NOTE 3 - EARNINGS (LOSS) PER COMMON AND COMMON EQUIVALENT SHARE
- ---------------------------------------------------------------

     Earnings (loss) per common and common equivalent share attributable to
common shareholders was computed by dividing net earnings attributable to common
shareholders by the weighted average number of common and common equivalent
shares outstanding (12,800,764 and 12,488,343 for the three months ended
September 30, 1996 and 1995, respectively and 12,702,826 and 11,646,458 for the
six months ended September 30, 1996, respectively).  For the both the three and
six month periods ended September 30, 1996 and 1995, common stock equivalents
were not included in the computation of weighted average shares outstanding
because their inclusion would be antidilutive.    Fully diluted earnings per
share amounts are not presented for the periods ending September 30, 1996 and
1995, because they are antidilutive.

                                       11
<PAGE>
 
ITEM 2.  MANAGEMENT'S DISCUSSION AND ANALYSIS OF FINANCIAL CONDITION AND RESULTS
- --------------------------------------------------------------------------------
OF OPERATIONS.
- --------------

     The following discussion and analysis of the Company's financial condition
and results of operations should be read in conjunction with the Company's
consolidated financial statements and the related notes thereto, included
elsewhere herein, and the Company's annual report on Form 10-KSB for the fiscal
year ended March 31, 1996.  The annual report and the consolidated financial
statements provide additional information regarding the Company's financial
activities and condition.

RESULTS OF OPERATIONS.
- ----------------------

     For the three and six month periods ended September 30, 1996 and 1995, the
operations of the Argentine Cable Companies and Argentine Joint Venture
Companies (collectively referred to as the "Latin American Operations") were
included in the Company's consolidated statement of operations. For the period
ended September 30, 1996, the Latin American Operations consisted of the ten
Argentine Cable Companies operating cable TV systems in five markets and the
three Argentine Joint Venture Companies. The results of operations for the
period ended September 30, 1995 included seven Argentine Cable Companies
operating cable TV systems in four markets. Two companies were acquired after
September 30, 1995; one of which, TV Nieve, S.A. ("TV Nieve") was acquired after
the fiscal year ended March 31, 1996. In addition, during the first quarter the
Company and the Joint Venture Partners formed Transcable.

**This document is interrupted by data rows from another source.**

//! Screen layout and the mapping between logical and display coordinates.
//!
//! Everything here is recomputed from the document, cursor and terminal size
//! on every frame. Nothing is cached between frames.

use mirage_buffer::{segment_count, wrap_line, Cursor, Document};
use ratatui::layout::Rect;

use crate::constants::{MIN_GUTTER_DIGITS, MIN_SCREEN_HEIGHT, MIN_SCREEN_WIDTH};

/// Position in display space: row counted over all wrapped segments of the
/// document, column inside the segment.
#[derive(Debug, Clone, Copy, Default, PartialEq, Eq)]
pub struct DisplayPos {
    pub row: usize,
    pub col: usize,
}

/// One wrapped slice of a logical line.
#[derive(Debug, Clone, PartialEq, Eq)]
pub struct DisplaySegment {
    /// Source logical line
    pub line: usize,
    /// Segment index within the line
    pub index: usize,
    pub text: String,
}

impl DisplaySegment {
    /// First segment of its logical line (carries the line number)
    pub fn is_first(&self) -> bool {
        self.index == 0
    }
}

/// Regions of the screen for one frame.
///
/// Header on the first row, footer on the last, text rows between them.
#[derive(Debug, Clone, Copy, PartialEq, Eq)]
pub struct ScreenLayout {
    pub area: Rect,
    /// First text row
    pub text_top: u16,
    /// Number of text rows
    pub text_height: u16,
    pub footer_y: u16,
    /// Line number column plus separator, 0 when hidden
    pub gutter_width: u16,
    /// Wrap width for document text, at least 1
    pub text_width: usize,
}

impl ScreenLayout {
    pub fn compute(area: Rect, line_count: usize, show_line_numbers: bool) -> Self {
        let gutter_width = gutter_width(line_count, show_line_numbers);
        let text_width = (area.width as usize)
            .saturating_sub(gutter_width as usize + 1)
            .max(1);

        Self {
            area,
            text_top: area.y.saturating_add(1),
            text_height: area.height.saturating_sub(2),
            footer_y: area.bottom().saturating_sub(1),
            gutter_width,
            text_width,
        }
    }

    /// Terminal too small for anything but a cleared screen
    pub fn is_too_small(&self) -> bool {
        self.area.width < MIN_SCREEN_WIDTH || self.area.height < MIN_SCREEN_HEIGHT
    }

    /// Rows used for scroll accounting, at least 1
    pub fn visible_rows(&self) -> usize {
        (self.text_height as usize).max(1)
    }
}

/// Layout and cursor placement computed before drawing a frame.
#[derive(Debug, Clone, Copy, PartialEq, Eq)]
pub struct FramePlan {
    pub layout: ScreenLayout,
    /// Cursor in display space
    pub cursor: DisplayPos,
    /// First visible display row
    pub scroll: usize,
}

impl FramePlan {
    /// Screen cell for the cursor glyph, or `None` when scrolled out of view
    pub fn cursor_cell(&self) -> Option<(u16, u16)> {
        let layout = &self.layout;
        let rows = layout.text_height as usize;
        if self.cursor.row < self.scroll || self.cursor.row >= self.scroll + rows {
            return None;
        }

        let max_x = layout.area.width.saturating_sub(1) as usize;
        let x = (layout.gutter_width as usize + self.cursor.col).min(max_x);
        let y = layout.text_top as usize + (self.cursor.row - self.scroll);
        Some((layout.area.x + x as u16, y as u16))
    }
}

/// Gutter width for a document of `line_count` lines.
pub fn gutter_width(line_count: usize, show_line_numbers: bool) -> u16 {
    if !show_line_numbers {
        return 0;
    }
    let digits = line_count.max(1).to_string().len();
    (digits.max(MIN_GUTTER_DIGITS) + 1) as u16
}

/// Map a logical cursor to display space.
///
/// The row is the number of display rows taken by all earlier lines, plus the
/// segment the column falls in when wrapping. Without wrapping the column is
/// pinned to the last visible column.
pub fn logical_to_display(
    document: &Document,
    cursor: &Cursor,
    width: usize,
    wrap: bool,
) -> DisplayPos {
    let width = width.max(1);
    let base: usize = (0..cursor.line)
        .map(|line| segment_count(document.line_len(line), width, wrap))
        .sum();

    if wrap {
        DisplayPos {
            row: base + cursor.column / width,
            col: cursor.column % width,
        }
    } else {
        DisplayPos {
            row: base,
            col: cursor.column.min(width - 1),
        }
    }
}

/// Map a display position back to the logical cursor it shows.
///
/// Rows past the end land at the end of the last line; columns are clamped
/// into the line.
#[cfg(test)]
fn display_to_logical(document: &Document, pos: DisplayPos, width: usize, wrap: bool) -> Cursor {
    let width = width.max(1);
    let mut row = pos.row;

    for line in 0..document.line_count() {
        let len = document.line_len(line);
        let segments = segment_count(len, width, wrap);
        if row < segments {
            let column = if wrap { row * width + pos.col } else { pos.col };
            return Cursor::at(line, column.min(len));
        }
        row -= segments;
    }

    let last = document.line_count().saturating_sub(1);
    Cursor::at(last, document.line_len(last))
}

/// Total display rows of the document.
#[cfg(test)]
fn total_display_rows(document: &Document, width: usize, wrap: bool) -> usize {
    (0..document.line_count())
        .map(|line| segment_count(document.line_len(line), width, wrap))
        .sum()
}

/// All display segments of the document, in order.
pub fn display_segments(document: &Document, width: usize, wrap: bool) -> Vec<DisplaySegment> {
    visible_segments(document, width, wrap, 0, usize::MAX)
}

/// Display segments in the window `[scroll, scroll + height)`.
///
/// Lines wholly above the window are skipped by counting, without wrapping.
pub fn visible_segments(
    document: &Document,
    width: usize,
    wrap: bool,
    scroll: usize,
    height: usize,
) -> Vec<DisplaySegment> {
    let mut segments = Vec::new();
    let mut row = 0;

    for line in 0..document.line_count() {
        if segments.len() >= height {
            break;
        }

        let count = segment_count(document.line_len(line), width, wrap);
        if row + count <= scroll {
            row += count;
            continue;
        }

        let text = document.line(line).unwrap_or_default();
        let skip = scroll.saturating_sub(row);
        for (index, piece) in wrap_line(&text, width, wrap).into_iter().enumerate().skip(skip) {
            if segments.len() >= height {
                break;
            }
            segments.push(DisplaySegment {
                line,
                index,
                text: piece.to_string(),
            });
        }
        row += count;
    }

    segments
}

THREE MONTHS ENDED SEPTEMBER 30, 1996 COMPARED TO THREE MONTHS ENDED SEPTEMBER
30, 1995

     Revenue.  For the fiscal quarter ended September 30, 1996, the Company
     -------                                                              
reported revenues of $5.53 million, a 42.9 percent increase compared to $3.87
million for the same period of the prior year. This increase was primarily a
result of revenues from the acquired companies: SIR TV (approximately $1.16
million); and TV Nieve (approximately $170,000). Also the acquisition of the
assets of two competing cable TV systems in Rawson (May, 1996) and in
Reconquista and Avellaneda (August, 1996) contributed approximately $190,000 to
the increase. Revenues from the companies in operation during both periods
increased approximately 3.3 percent. This increase in revenues resulted from
sales of premium pay services which more than offset a decline in basic service
subscriptions.

     Operating Costs.  In the fiscal quarter ended September 30, 1996, the
     ---------------                                                      
Company incurred $3.92 million of expenses in connection with the operation of
the Argentine Cable Companies, a 42.3 percent increase compared to $2.76 million
for the same period of the prior year. This increase related primarily to the
operations of SIR TV which was acquired after September, 1995(approximately
$1.04 million). The acquisition and subsequent consolidation of other Cable TV
systems has resulted in a decrease in personnel cost and some operating
expenses. However, programming cost, bad debts and other expenses directly
related to revenues have increased as a result of additional revenues from the
newly acquired Cable TV systems.

                                       12
<PAGE>
 
     General and Administrative Expenses. In the fiscal quarter ended September
     -----------------------------------                                       
30, 1996, general and administrative expenses increased 32.4 percent to
approximately $1.05 millioncompared to the same period of the prior year.
Expenses of the Argentine Joint Venture Companies increased by approximately
$170,000 as a result of expanded operations and acquisition activity in
Argentina.  Increases in expenditures at the Company's corporate offices also
contributed to the increase in overall general and administrative expenses.
This increase resulted primarily from increases in costs relating to insurance,
salaries of additional personnel, shareholder relations and travel and business
development expenditures primarily associated with financing and operational
activities.

     Depreciation and amortization.  In the fiscal quarter ended September 30,
     -----------------------------                                            
1996 depreciation and amortization increased to $1.23 million from approximately
$662,000 due primarily to (i) the amortization of franchise costs of the new
acquisitions of SIR TV, Teveca and TV Nieve, and (ii) the depreciation of
capital expenditures in existing cable TV systems and the additional cable TV
plant of the acquired companies.

     Other Income (Expense). In the fiscal quarter ended September 30, 1996,
     ----------------------                                                 
other income increased to approximately $17,000 from an expense of approximately
$92,000 primarily as a result of a decline in interest expense paid in
connection with the acquisitions of the cable television systems.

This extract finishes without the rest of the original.